Picture of a curved drywall ceiling
Curved Drywall Ceiling

We were recently contracted to do the sheetrock work on a 7,000 square foot, $4+ million dollar new home being constructed on Southport Island. Since the home had three areas which featured curved ceilings, we figured it would be an ideal time to shoot a video and explain how to hang, tape and finish curved drywall.

If you are not aware, gypsum board comes in several different thicknesses, ranging from 1/4 inch all the way up to 1″ thick. Half inch is the most common, and can be found at all the major building supply stores such as Home Depot and Lowe’s. One inch tick wallboard comes in 2′ x 8′ sheets and is used for increased fire protection in places like elevator shafts, and is typically only used in commercial buildings.

As you might assume, the thicker the panel, the less flexible it is. For this reason, 1/4-inch thick panels are what we use in curved applications, and we install 2 layers to get the desired 1/2 inch thickness. Even though 1/4 inch gypsum board is quite flexible to begin with, when the application is on a curved surface with a small or tight radius, sheetrock, being brittle, can crack and the piece at that point is pretty much ruined.

The solution is to wet the sheet before installing it. Most people assume that drywall is ruined if it gets wet. Sometimes that is true. For instance, if a tub/shower is leaking and continually soaking the gypsum board in the same spot – never allowing it to dry out – then mold will set in and at that point the drywall will need to be replaced. There are many other examples that could be cited, but they all share the common traits of excessive moisture and/or extended exposure to it.

But let’s face it, gypsum is a mineral found in nature, it gets wet. The paper facing on wallboard is made from trees. Trees are found in nature; they get wet. Both trees and gypsum get wet in their natural setting and do just fine. So the fact that drywall gets wet doesn’t immediately imply that it is ruined. As a matter of fact, the manufacturer’s data sheet lists bending radii details for both dry and wet.
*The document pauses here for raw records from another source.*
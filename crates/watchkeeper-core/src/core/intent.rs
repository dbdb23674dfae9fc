// crates/watchkeeper-core/src/core/intent.rs
// ============================================================================
// Module: Watchkeeper Intent Records
// Description: Intent envelopes, action records, state machine, and feedback.
// Purpose: Capture proposed actions and their audited execution lifecycle.
// Dependencies: crate::core::{identifiers, reason, time}, serde, serde_json
// ============================================================================

//! ## Overview
//! An intent is the assist router's proposal envelope: narrated response,
//! clarifications, and an ordered array of proposed actions. Actions move
//! through a closed state machine
//! (`queued → approved | denied → executing → success | error | timeout`);
//! denied records capture a reason code. Feedback binds a rating to a request.

// ============================================================================
// SECTION: Imports
// ============================================================================

use std::fmt;

use serde::Deserialize;
use serde::Serialize;
use serde_json::Value;
use thiserror::Error;

use crate::core::identifiers::ActionId;
use crate::core::identifiers::RequestId;
use crate::core::identifiers::ToolName;
use crate::core::reason::ReasonCode;
use crate::core::time::UtcMillis;

// ============================================================================
// SECTION: Safety Classes
// ============================================================================

/// Tool risk classification.
///
/// # Invariants
/// - Variants are stable for serialization and policy matching.
#[derive(Debug, Clone, Copy, PartialEq, Eq, PartialOrd, Ord, Serialize, Deserialize)]
#[serde(rename_all = "snake_case")]
pub enum SafetyClass {
    /// No side effects.
    ReadOnly,
    /// Reversible, low-blast-radius side effects.
    LowRisk,
    /// Side effects requiring explicit gating.
    HighRisk,
}

impl SafetyClass {
    /// Returns the stable wire label for the class.
    #[must_use]
    pub const fn as_str(self) -> &'static str {
        match self {
            Self::ReadOnly => "read_only",
            Self::LowRisk => "low_risk",
            Self::HighRisk => "high_risk",
        }
    }
}

// ============================================================================
// SECTION: Intent Records
// ============================================================================

/// Action proposed inside an intent envelope.
///
/// # Invariants
/// - `action_id` is unique within its owning request.
#[derive(Debug, Clone, PartialEq, Serialize, Deserialize)]
pub struct ProposedAction {
    /// Action identifier within the request.
    pub action_id: ActionId,
    /// Tool to invoke.
    pub tool: ToolName,
    /// Tool parameters.
    pub params: Value,
}

/// Intent record keyed by request id.
///
/// # Invariants
/// - Storage is idempotent by `request_id`; a replayed intent does not
///   duplicate actions.
#[derive(Debug, Clone, PartialEq, Serialize, Deserialize)]
pub struct IntentRecord {
    /// Request identifier.
    pub request_id: RequestId,
    /// Operating mode label supplied by the router.
    pub mode: String,
    /// Domain label supplied by the router.
    pub domain: String,
    /// Urgency label supplied by the router.
    pub urgency: String,
    /// Raw user text.
    pub user_text: String,
    /// Whether the router judged tools necessary.
    pub needs_tools: bool,
    /// Clarification questions for the operator.
    pub clarifying_questions: Vec<String>,
    /// Retrieval references consulted by the router.
    pub retrieval_refs: Vec<String>,
    /// Ordered proposed actions.
    pub actions: Vec<ProposedAction>,
    /// Narrated response text.
    pub response_text: String,
    /// Timestamp the intent was recorded.
    pub received_at: UtcMillis,
}

// ============================================================================
// SECTION: Action State Machine
// ============================================================================

/// Action lifecycle states.
///
/// # Invariants
/// - Variants are stable for serialization.
/// - Legal transitions are enforced by [`ActionState::can_transition_to`].
#[derive(Debug, Clone, Copy, PartialEq, Eq, Serialize, Deserialize)]
#[serde(rename_all = "snake_case")]
pub enum ActionState {
    /// Stored, not yet evaluated.
    Queued,
    /// Policy allowed the action.
    Approved,
    /// Policy or routing denied the action.
    Denied,
    /// Actuator dispatch in progress.
    Executing,
    /// Dispatch completed successfully.
    Success,
    /// Dispatch failed.
    Error,
    /// Dispatch exceeded the adapter timeout.
    Timeout,
}

impl ActionState {
    /// Returns the stable wire label for the state.
    #[must_use]
    pub const fn as_str(self) -> &'static str {
        match self {
            Self::Queued => "queued",
            Self::Approved => "approved",
            Self::Denied => "denied",
            Self::Executing => "executing",
            Self::Success => "success",
            Self::Error => "error",
            Self::Timeout => "timeout",
        }
    }

    /// Parses a stable wire label into a state.
    #[must_use]
    pub fn parse(label: &str) -> Option<Self> {
        match label {
            "queued" => Some(Self::Queued),
            "approved" => Some(Self::Approved),
            "denied" => Some(Self::Denied),
            "executing" => Some(Self::Executing),
            "success" => Some(Self::Success),
            "error" => Some(Self::Error),
            "timeout" => Some(Self::Timeout),
            _ => None,
        }
    }

    /// Returns true when the state is terminal.
    #[must_use]
    pub const fn is_terminal(self) -> bool {
        matches!(self, Self::Denied | Self::Success | Self::Error | Self::Timeout)
    }

    /// Returns true when the transition to `next` is legal.
    #[must_use]
    pub const fn can_transition_to(self, next: Self) -> bool {
        matches!(
            (self, next),
            (Self::Queued, Self::Approved | Self::Denied)
                | (Self::Approved, Self::Executing)
                | (Self::Executing, Self::Success | Self::Error | Self::Timeout)
        )
    }
}

impl fmt::Display for ActionState {
    fn fmt(&self, f: &mut fmt::Formatter<'_>) -> fmt::Result {
        f.write_str(self.as_str())
    }
}

/// Illegal action state transition.
///
/// # Invariants
/// - Carries both endpoints for diagnostics.
#[derive(Debug, Error, Clone, PartialEq, Eq)]
#[error("illegal action transition: {from} -> {to}")]
pub struct ActionTransitionError {
    /// State the action was in.
    pub from: ActionState,
    /// State the transition requested.
    pub to: ActionState,
}

// ============================================================================
// SECTION: Action Records
// ============================================================================

/// Audited record of one action's lifecycle.
///
/// # Invariants
/// - Always references an existing intent record (`request_id`).
/// - `reason_code` is present iff `state == Denied`.
#[derive(Debug, Clone, PartialEq, Serialize, Deserialize)]
pub struct ActionRecord {
    /// Owning request identifier.
    pub request_id: RequestId,
    /// Action identifier within the request.
    pub action_id: ActionId,
    /// Tool to invoke.
    pub tool: ToolName,
    /// Tool parameters.
    pub params: Value,
    /// Risk classification assigned by the tool router.
    pub safety_class: Option<SafetyClass>,
    /// Current lifecycle state.
    pub state: ActionState,
    /// Denial reason when `state == Denied`.
    pub reason_code: Option<ReasonCode>,
    /// Actuator output when successful.
    pub output: Option<Value>,
    /// Stable error code when failed.
    pub error_code: Option<ReasonCode>,
    /// Human-readable error detail when failed.
    pub error_message: Option<String>,
    /// Dispatch start time.
    pub started_at: Option<UtcMillis>,
    /// Dispatch end time.
    pub ended_at: Option<UtcMillis>,
}

impl ActionRecord {
    /// Creates a queued action record from a proposal.
    #[must_use]
    pub fn queued(request_id: RequestId, proposal: &ProposedAction) -> Self {
        Self {
            request_id,
            action_id: proposal.action_id.clone(),
            tool: proposal.tool.clone(),
            params: proposal.params.clone(),
            safety_class: None,
            state: ActionState::Queued,
            reason_code: None,
            output: None,
            error_code: None,
            error_message: None,
            started_at: None,
            ended_at: None,
        }
    }

    /// Transitions the record to `next`, enforcing the state machine.
    ///
    /// # Errors
    ///
    /// Returns [`ActionTransitionError`] when the transition is illegal.
    pub fn transition(&mut self, next: ActionState) -> Result<(), ActionTransitionError> {
        if !self.state.can_transition_to(next) {
            return Err(ActionTransitionError {
                from: self.state,
                to: next,
            });
        }
        self.state = next;
        Ok(())
    }
}

// ============================================================================
// SECTION: Feedback
// ============================================================================

/// Operator rating for a request.
///
/// # Invariants
/// - Wire form is the integer `-1` or `+1`.
#[derive(Debug, Clone, Copy, PartialEq, Eq, Serialize, Deserialize)]
#[serde(try_from = "i8", into = "i8")]
pub enum Rating {
    /// Negative rating.
    Down,
    /// Positive rating.
    Up,
}

impl TryFrom<i8> for Rating {
    type Error = String;

    fn try_from(value: i8) -> Result<Self, Self::Error> {
        match value {
            -1 => Ok(Self::Down),
            1 => Ok(Self::Up),
            other => Err(format!("rating must be -1 or 1, got {other}")),
        }
    }
}

impl From<Rating> for i8 {
    fn from(value: Rating) -> Self {
        match value {
            Rating::Down => -1,
            Rating::Up => 1,
        }
    }
}

/// Feedback record bound to a request.
///
/// # Invariants
/// - References an existing intent record.
#[derive(Debug, Clone, PartialEq, Eq, Serialize, Deserialize)]
pub struct FeedbackRecord {
    /// Rated request identifier.
    pub request_id: RequestId,
    /// Operator rating.
    pub rating: Rating,
    /// Optional correction text.
    pub correction_text: Option<String>,
    /// Timestamp the feedback was recorded.
    pub received_at: UtcMillis,
}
Now that we’ve laid the foundation for the wetness issue, the fact is that gypsum board is brittle. Brittle boards can easily break when one attempts to bend them. The way to make them less brittle, and much less likely to break when bending, it to moisten them. That’s what we do in the video below. We use a sprayer to completely wet the back side of the board, then we let the water soak into the board for about 15 minutes.

In the video, we spray the back side of the sheet because we are applying it to an inside radius, and it is the back side of the sheet that needs to stretch. If we were applying the board to an outside radius, then we would have wet the front side of the sheet, as that is the side that would be doing the stretching.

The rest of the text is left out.